摘 要:风电概率预测能够为新型电力系统安全运行提供关键的边界条件。提高预测精度是风电概率预测研究的关键问题,并且提高隐式模型的可解释性有益于人工智能模型的推广应用。因此,文中提出了时序混合密度网络,提取风电时序数据的局部矩信息作为输入通道,采用时序卷积网络提取多时间尺度的概率特征,并使用混合Beta分布构建概率预测信息。算例结果表明,局部矩通道能有效提高模型训练的收敛性,并且由时序混合密度网络提取的混合分布参数具有一定的可解释性,其预测结果相比现有模型具有更高的精度。Probabilistic forecasting of wind power can provide critical boundary conditions for the safe operation of new power systems. Improving forecasting accuracy is the key problem of the research for probabilistic forecasting of wind power, and improving the interpretability of implicit models is beneficial to the promotion and application of artificial intelligence models.Therefore, a temporal mixture density network is proposed, which extracts the local moment information of time series data of wind power as input channels.
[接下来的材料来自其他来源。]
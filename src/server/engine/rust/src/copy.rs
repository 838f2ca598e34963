/* src/server/engine/rust/src/copy.rs */

use std::sync::OnceLock;

use mirror_injector::{escape_regex, normalize_whitespace};
use regex::{NoExpand, Regex, RegexBuilder};
use serde_json::Value;

/// Whitespace-tolerant literal pattern: words of `from` joined by `\s+`.
/// `None` for blank input.
pub fn flexible_exact_pattern(from: &str) -> Option<Regex> {
  let normalized = normalize_whitespace(from);
  if normalized.is_empty() {
    return None;
  }
  let pattern = normalized.split(' ').map(escape_regex).collect::<Vec<_>>().join(r"\s+");
  Regex::new(&pattern).ok()
}

/// One compiled `exactTextReplacements` pair.
#[derive(Debug, Clone)]
pub struct ExactReplacement {
  pub regex: Regex,
  pub to: String,
}

impl ExactReplacement {
  /// `None` for a blank `from`.
  pub fn compile(from: &str, to: &str) -> Option<Self> {
    Some(Self { regex: flexible_exact_pattern(from)?, to: to.to_string() })
  }

  pub fn apply(&self, source: &str) -> String {
    self.regex.replace_all(source, NoExpand(&self.to)).into_owned()
  }
}

/// Replace every whitespace-tolerant occurrence of `from` with `to` taken literally.
pub fn replace_flexible(source: &str, from: &str, to: &str) -> String {
  match ExactReplacement::compile(from, to) {
    Some(exact) => exact.apply(source),
    None => source.to_string(),
  }
}

/// One compiled `regexTextReplacements` entry.
#[derive(Debug, Clone)]
pub struct RegexReplacement {
  pub regex: Regex,
  pub replacement: String,
  pub global: bool,
}

impl RegexReplacement {
  /// Compile from a JS-style `pattern`/`flags` pair. Unknown flags are ignored.
  pub fn compile(pattern: &str, flags: &str, replacement: &str) -> Result<Self, regex::Error> {
    let regex = RegexBuilder::new(pattern)
      .case_insensitive(flags.contains('i'))
      .multi_line(flags.contains('m'))
      .dot_matches_new_line(flags.contains('s'))
      .build()?;
    Ok(Self { regex, replacement: translate_replacement(replacement), global: flags.contains('g') })
  }

  pub fn apply(&self, source: &str) -> String {
    let replacement = self.replacement.as_str();
    if self.global {
      self.regex.replace_all(source, replacement).into_owned()
    } else {
      self.regex.replace(source, replacement).into_owned()
    }
  }
}

fn js_group_ref_re() -> &'static Regex {
  static RE: OnceLock<Regex> = OnceLock::new();
  RE.get_or_init(|| Regex::new(r"\$(\$|&|\d+|<[A-Za-z_][A-Za-z0-9_]*>)").unwrap())
}

/// Map JS replacement syntax onto the `regex` crate's: `$&` is the whole
/// match, `$n` and `$<name>` become braced group references.
fn translate_replacement(replacement: &str) -> String {
  js_group_ref_re()
    .replace_all(replacement, |caps: &regex::Captures| match &caps[1] {
      "$" => "$$".to_string(),
      "&" => "${0}".to_string(),
      group => format!("${{{}}}", group.trim_start_matches('<').trim_end_matches('>')),
    })
    .into_owned()
}

/// Compile `regexTextReplacements`, dropping malformed entries and invalid patterns.
pub fn build_regex_replacements(entries: Option<&Value>) -> Vec<RegexReplacement> {
  let Some(entries) = entries.and_then(Value::as_array) else {
    return Vec::new();
  };
  entries
    .iter()
    .filter_map(|entry| {
      let pattern = entry.get("pattern")?.as_str()?;
      let flags = entry.get("flags").and_then(Value::as_str).unwrap_or("");
      let replacement = entry.get("replacement").and_then(Value::as_str).unwrap_or("");
      match RegexReplacement::compile(pattern, flags, replacement) {
        Ok(compiled) => Some(compiled),
        Err(err) => {
          tracing::warn!(pattern, "dropping invalid regex replacement: {err}");
          None
        }
      }
    })
    .collect()
}

/// `exactTextReplacements` as `(from, to)` pairs. Entries that are not
/// two-element arrays are skipped; non-string members read as empty.
pub fn exact_replacements(site: &Value) -> Vec<(&str, &str)> {
  let Some(entries) = site.get("exactTextReplacements").and_then(Value::as_array) else {
    return Vec::new();
  };
  entries
    .iter()
    .filter_map(Value::as_array)
    .filter(|pair| pair.len() >= 2)
    .map(|pair| (pair[0].as_str().unwrap_or(""), pair[1].as_str().unwrap_or("")))
    .collect()
}

/// Compile every usable exact pair once; blank sources are dropped.
pub fn build_exact_replacements(site: &Value) -> Vec<ExactReplacement> {
  exact_replacements(site).into_iter().filter_map(|(from, to)| ExactReplacement::compile(from, to)).collect()
}

/// Exact pairs first, then regex entries.
pub fn apply_copy_replacements(source: &str, site: &Value) -> String {
  let regexes = build_regex_replacements(site.get("regexTextReplacements"));
  apply_compiled(source, &build_exact_replacements(site), &regexes)
}

fn apply_compiled(source: &str, exact: &[ExactReplacement], regexes: &[RegexReplacement]) -> String {
  let out = exact.iter().fold(source.to_string(), |acc, pair| pair.apply(&acc));
  regexes.iter().fold(out, |acc, re| re.apply(&acc))
}

fn blocked_block_re() -> &'static Regex {
  static RE: OnceLock<Regex> = OnceLock::new();
  RE.get_or_init(|| {
    Regex::new(r"(?is)<(?:script|style|noscript)\b[^>]*>.*?</(?:script|style|noscript)>").unwrap()
  })
}

/// Copy replacements applied only to the text between `script`, `style` and
/// `noscript` blocks.
pub fn apply_copy_replacements_outside_blocked_tags(source: &str, site: &Value) -> String {
  let exact = build_exact_replacements(site);
  let regexes = build_regex_replacements(site.get("regexTextReplacements"));

  let mut out = String::with_capacity(source.len());
  let mut cursor = 0;
  for block in blocked_block_re().find_iter(source) {
    out.push_str(&apply_compiled(&source[cursor..block.start()], &exact, &regexes));
    out.push_str(block.as_str());
    cursor = block.end();
  }
  out.push_str(&apply_compiled(&source[cursor..], &exact, &regexes));
  out
}
/* src/server/engine/rust/src/sections/header.rs */

use mirror_injector::{decode_json_fragment, encode_json_fragment, find_balanced_symbol_range, patch_anchors_by_index};
use serde_json::{Value, json};

use super::{PatchContext, with_container};
use crate::content::HeaderContent;

pub(crate) const SECTION: &str = "header";

const DESKTOP_NAV_MARKER: &str = r#"<ul class=" flex items-center space-x-0 hidden lg:flex">"#;
const DESKTOP_CTA_MARKER: &str = r#"<div class="max-lg:hidden flex items-center gap-4">"#;
const HEADER_TYPE_TOKEN: &str = r#"\"globalType\":\"header\""#;
const HEADER_DATA_TOKEN: &str = r#"\"data\":{"#;

pub(crate) fn patch_markup(markup: &str, header: &HeaderContent, ctx: &mut PatchContext) -> String {
  let mut out = markup.to_string();

  // The desktop nav list holds no nested <ul>, so the first close ends it.
  if let Some(start) = out.find(DESKTOP_NAV_MARKER) {
    let inner_start = start + DESKTOP_NAV_MARKER.len();
    if let Some(inner_end) = out[inner_start..].find("</ul>").map(|i| i + inner_start) {
      let patched = patch_anchors_by_index(&out[inner_start..inner_end], &header.nav_items, "desktop-nav", &mut ctx.log);
      out = format!("{}{patched}{}", &out[..inner_start], &out[inner_end..]);
    }
  }

  let ctas = [header.primary_cta.clone(), header.secondary_cta.clone()];
  with_container(&out, DESKTOP_CTA_MARKER, "div", SECTION, ctx, |section, ctx| {
    patch_anchors_by_index(section, &ctas, "desktop-cta", &mut ctx.log)
  })
}

/// Rewrite the header global's nav items and CTA links inside the escaped
/// `data` object. Runs only when the override supplies nav items.
pub(crate) fn patch_payload(payload: &str, header: &HeaderContent, _ctx: &mut PatchContext) -> String {
  if payload.is_empty() || header.nav_items.is_empty() {
    return payload.to_string();
  }
  patch_header_data(payload, header).unwrap_or_else(|| payload.to_string())
}

fn patch_header_data(payload: &str, header: &HeaderContent) -> Option<String> {
  let type_at = payload.find(HEADER_TYPE_TOKEN)?;
  let data_at = payload[..type_at].rfind(HEADER_DATA_TOKEN)?;
  let object_start = data_at + HEADER_DATA_TOKEN.len() - 1;
  let range = find_balanced_symbol_range(payload, object_start, '{', '}')?;

  let decoded = decode_json_fragment(range.slice(payload))?;
  let mut data: Value = serde_json::from_str(&decoded).ok()?;

  if let Some(nav) = data.get_mut("navItems").and_then(Value::as_array_mut) {
    for (entry, update) in nav.iter_mut().zip(&header.nav_items) {
      if let Some(entry) = entry.as_object_mut() {
        entry.insert("label".into(), json!(update.label));
        entry.insert("link".into(), json!(update.href));
      }
    }
  }

  let ctas = [&header.primary_cta, &header.secondary_cta];
  if let Some(links) = data.get_mut("links").and_then(Value::as_array_mut) {
    for (entry, update) in links.iter_mut().zip(ctas) {
      if let Some(link) = entry.get_mut("link").and_then(Value::as_object_mut) {
        link.insert("url".into(), json!(update.href));
        link.insert("label".into(), json!(update.label));
        link.insert("newTab".into(), json!(update.new_tab));
      }
    }
  }

  let encoded = encode_json_fragment(&serde_json::to_string(&data).ok()?);
  Some(format!("{}{encoded}{}", &payload[..range.start], &payload[range.end..]))
}

#[cfg(test)]
mod tests {
  use super::*;
  use mirror_injector::AnchorUpdate;

  fn header() -> HeaderContent {
    HeaderContent::resolve(&json!({
      "header": {"navItems": [{"label": "Services", "href": "/services"}, {"label": "Area", "href": "/area"}]}
    }))
  }

  #[test]
  fn markup_nav_and_ctas() {
    let markup = format!(
      r#"<header>{DESKTOP_NAV_MARKER}<li><a href="/a"><span>A</span></a></li><li><a href="/b"><span>B</span></a></li></ul>{DESKTOP_CTA_MARKER}<a href="/pricing"><span>Join</span></a><a href="/login" target="_blank"><span>Login</span></a></div></header>"#
    );
    let mut ctx = PatchContext::new();
    let out = patch_markup(&markup, &header(), &mut ctx);
    assert!(out.contains(r#"<a href="/services"><span>Services</span></a>"#));
    assert!(out.contains(r#"<a href="/area"><span>Area</span></a>"#));
    assert!(out.contains(
      r#"<a href="https://wa.me/31642869931" target="_blank" rel="noopener noreferrer"><span>WhatsApp</span></a>"#
    ));
    assert!(out.contains(r##"<a href="#free-quote"><span>Free Quote</span></a>"##));
    assert!(ctx.log.is_empty());
    assert_eq!(ctx.matched, vec![SECTION]);
  }

  #[test]
  fn markup_without_nav_overrides_leaves_nav() {
    let markup = format!(r#"{DESKTOP_NAV_MARKER}<a href="/a"><span>A</span></a></ul>"#);
    let mut ctx = PatchContext::new();
    let out = patch_markup(&markup, &HeaderContent::resolve(&json!({})), &mut ctx);
    assert!(out.starts_with(&markup));
    assert_eq!(ctx.log.warnings().iter().filter(|w| w.starts_with("[mirror slots] header")).count(), 1);
  }

  #[test]
  fn payload_rewrites_escaped_data_object() {
    let data = json!({
      "navItems": [{"label": "Old", "link": "/old", "id": 1}],
      "links": [{"link": {"url": "/x", "label": "X", "newTab": false}}, {"link": {"url": "/y", "label": "Y"}}]
    });
    let inner = serde_json::to_string(&json!({"data": data, "globalType": "header"})).unwrap();
    let payload = format!("<script>self.__next_f.push([1,\"{}\"])</script>", encode_json_fragment(&inner));

    let mut ctx = PatchContext::new();
    let out = patch_payload(&payload, &header(), &mut ctx);

    let body = out.strip_prefix("<script>self.__next_f.push([1,\"").unwrap().strip_suffix("\"])</script>").unwrap();
    let decoded: Value = serde_json::from_str(&decode_json_fragment(body).unwrap()).unwrap();
    assert_eq!(decoded["data"]["navItems"][0], json!({"label": "Services", "link": "/services", "id": 1}));
    assert_eq!(decoded["data"]["links"][0]["link"], json!({"url": "https://wa.me/31642869931", "label": "WhatsApp", "newTab": true}));
    assert_eq!(decoded["data"]["links"][1]["link"]["url"], json!("#free-quote"));
    assert_eq!(decoded["globalType"], json!("header"));
  }

  #[test]
  fn payload_untouched_without_nav_items() {
    let mut ctx = PatchContext::new();
    let header = HeaderContent {
      nav_items: Vec::new(),
      primary_cta: AnchorUpdate::default(),
      secondary_cta: AnchorUpdate::default(),
    };
    assert_eq!(patch_payload("anything", &header, &mut ctx), "anything");
  }
}
/* src/server/engine/rust/src/sections/trust.rs */

use mirror_injector::patch_balanced_element_by_start_marker;

use super::{PatchContext, animate, replace_script_values, with_container};
use crate::content::{SectionContent, TrustSectionContent};
use crate::copy::replace_flexible;

pub(crate) const SECTION: &str = "trust";

const CONTAINER_MARKER: &str = r#"<div class="mb-[78px] lg:mb-[263px] mt-[87px] lg:mt-[188px]">"#;
const HEADING_MARKER: &str = r#"<h2 class="capitalize font-450 whitespace-nowrap text-heading">"#;
const HEADING_LINE1_MARKER: &str = r#"<span class="whitespace-pre-wrap" aria-label="#;
const HEADING_LINE2_MARKER: &str =
  r#"<em class="whitespace-pre-wrap font-victorSerif font-medium italic text-heading" aria-label="#;

/// `(default, next)` text pairs for labels and both card lists, in card order.
fn replacement_pairs(next: &TrustSectionContent, defaults: &TrustSectionContent) -> Vec<(String, String)> {
  let mut pairs = vec![
    (defaults.member_label.clone(), next.member_label.clone()),
    (defaults.read_more_label.clone(), next.read_more_label.clone()),
  ];

  for (default, card) in defaults.video_cards.iter().zip(&next.video_cards) {
    pairs.push((default.thumbnail_alt.clone(), card.thumbnail_alt.clone()));
    pairs.push((default.profile_alt.clone(), card.profile_alt.clone()));
    pairs.push((default.handle.clone(), card.handle.clone()));
    pairs.push((default.meta.clone(), card.meta.clone()));
    pairs.push((format!("Play video by {}", default.handle), format!("Play video by {}", card.handle)));
    pairs.push((format!("Video player for {}", default.handle), format!("Video player for {}", card.handle)));
  }

  for (default, card) in defaults.text_cards.iter().zip(&next.text_cards) {
    pairs.push((default.profile_alt.clone(), card.profile_alt.clone()));
    pairs.push((default.name.clone(), card.name.clone()));
    pairs.push((default.quote.clone(), card.quote.clone()));
  }

  pairs
}

pub(crate) fn patch_markup(markup: &str, trust: &TrustSectionContent, ctx: &mut PatchContext) -> String {
  let defaults = TrustSectionContent::defaults();
  with_container(markup, CONTAINER_MARKER, "div", SECTION, ctx, |section, _| {
    let out = patch_balanced_element_by_start_marker(section, HEADING_MARKER, "h2", |heading| {
      let heading = animate(heading, HEADING_LINE1_MARKER, "span", &trust.heading_line1);
      animate(&heading, HEADING_LINE2_MARKER, "em", &trust.heading_line2)
    });
    replacement_pairs(trust, &defaults)
      .iter()
      .filter(|(from, to)| from != to)
      .fold(out, |acc, (from, to)| replace_flexible(&acc, from, to))
  })
}

/// Longer sources go first so a handle never clobbers the alt text that
/// contains it. Each pair is also tried with a trailing newline.
pub(crate) fn patch_payload(payload: &str, trust: &TrustSectionContent, _ctx: &mut PatchContext) -> String {
  let defaults = TrustSectionContent::defaults();
  let mut pairs = vec![
    (defaults.heading_line1.clone(), trust.heading_line1.clone()),
    (defaults.heading_line2.clone(), trust.heading_line2.clone()),
  ];
  pairs.extend(replacement_pairs(trust, &defaults));
  pairs.sort_by(|a, b| b.0.chars().count().cmp(&a.0.chars().count()));

  pairs.iter().fold(payload.to_string(), |acc, (from, to)| {
    let acc = replace_script_values(&acc, [(from.as_str(), to.as_str())]);
    replace_script_values(&acc, [(format!("{from}\n").as_str(), format!("{to}\n").as_str())])
  })
}

#[cfg(test)]
mod tests {
  use super::*;
  use serde_json::json;

  fn fixture() -> String {
    format!(
      r#"{CONTAINER_MARKER}{HEADING_MARKER}{HEADING_LINE1_MARKER}"Thousands trust geviti"><span class="sr-only">Thousands trust geviti</span></span> {HEADING_LINE2_MARKER}"with their health"><span class="sr-only">with their health</span></em></h2><img alt="Thumbnail for @realalexclark"/><button aria-label="Play video by @realalexclark"></button><p>@realalexclark</p><p>Verified   Geviti
 Member</p><p>Mark L.</p></div>"#
    )
  }

  #[test]
  fn markup_heading_and_pairs() {
    let site = json!({
      "trustSection": {
        "headingLine1": "Neighbours trust us",
        "memberLabel": "Happy customer",
        "videoCards": [{"handle": "@jan", "thumbnailAlt": "Thumbnail for @jan"}],
        "textCards": [{"name": "Anna K."}]
      }
    });
    let mut ctx = PatchContext::new();
    let out = patch_markup(&fixture(), &TrustSectionContent::resolve(&site), &mut ctx);
    assert!(out.contains(r#"aria-label="Neighbours trust us""#));
    assert!(out.contains(r#"<span class="sr-only">Neighbours trust us</span>"#));
    assert!(out.contains(r#"<img alt="Thumbnail for @jan"/>"#));
    assert!(out.contains(r#"aria-label="Play video by @jan""#));
    assert!(out.contains("<p>@jan</p>"));
    assert!(out.contains("<p>Happy customer</p>"));
    assert!(out.contains("<p>Anna K.</p>"));
    assert_eq!(ctx.matched, vec![SECTION]);
  }

  #[test]
  fn missing_container_warns() {
    let mut ctx = PatchContext::new();
    let out = patch_markup("<main></main>", &TrustSectionContent::defaults(), &mut ctx);
    assert_eq!(out, "<main></main>");
    assert_eq!(ctx.log.warnings(), ["[mirror slots] trust: container not found."]);
  }

  #[test]
  fn payload_longest_first() {
    let payload = r#"[\"alt\":\"Thumbnail for @realalexclark\",\"children\":\"@realalexclark\",\"children\":\"Read More\\n\"]"#;
    let site = json!({"trustSection": {"readMoreLabel": "Lees meer", "videoCards": [{"handle": "@jan", "thumbnailAlt": "Preview"}]}});
    let mut ctx = PatchContext::new();
    let out = patch_payload(payload, &TrustSectionContent::resolve(&site), &mut ctx);
    assert_eq!(out, r#"[\"alt\":\"Preview\",\"children\":\"@jan\",\"children\":\"Lees meer\\n\"]"#);
  }
}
The temporal convolutional network is used to extract the multi-time-scale probabilistic features,and the mixed Beta distribution is used to construct the probabilistic forecasting information. The results of the case study show that the local moment channel effectively improves the convergence of the model training, and the mixed distribution parameters extracted by the temporal mixture density network have a certain interpretability. Compared with the existing models, the forecasting results of the temporal mixture density network have better accuracy.
关 键 词:风电功率 概率预测 混合密度网络 时序卷积网络 最大似然估计 可解释性
分 类 号:TM614[电气工程—电力系统及自动化]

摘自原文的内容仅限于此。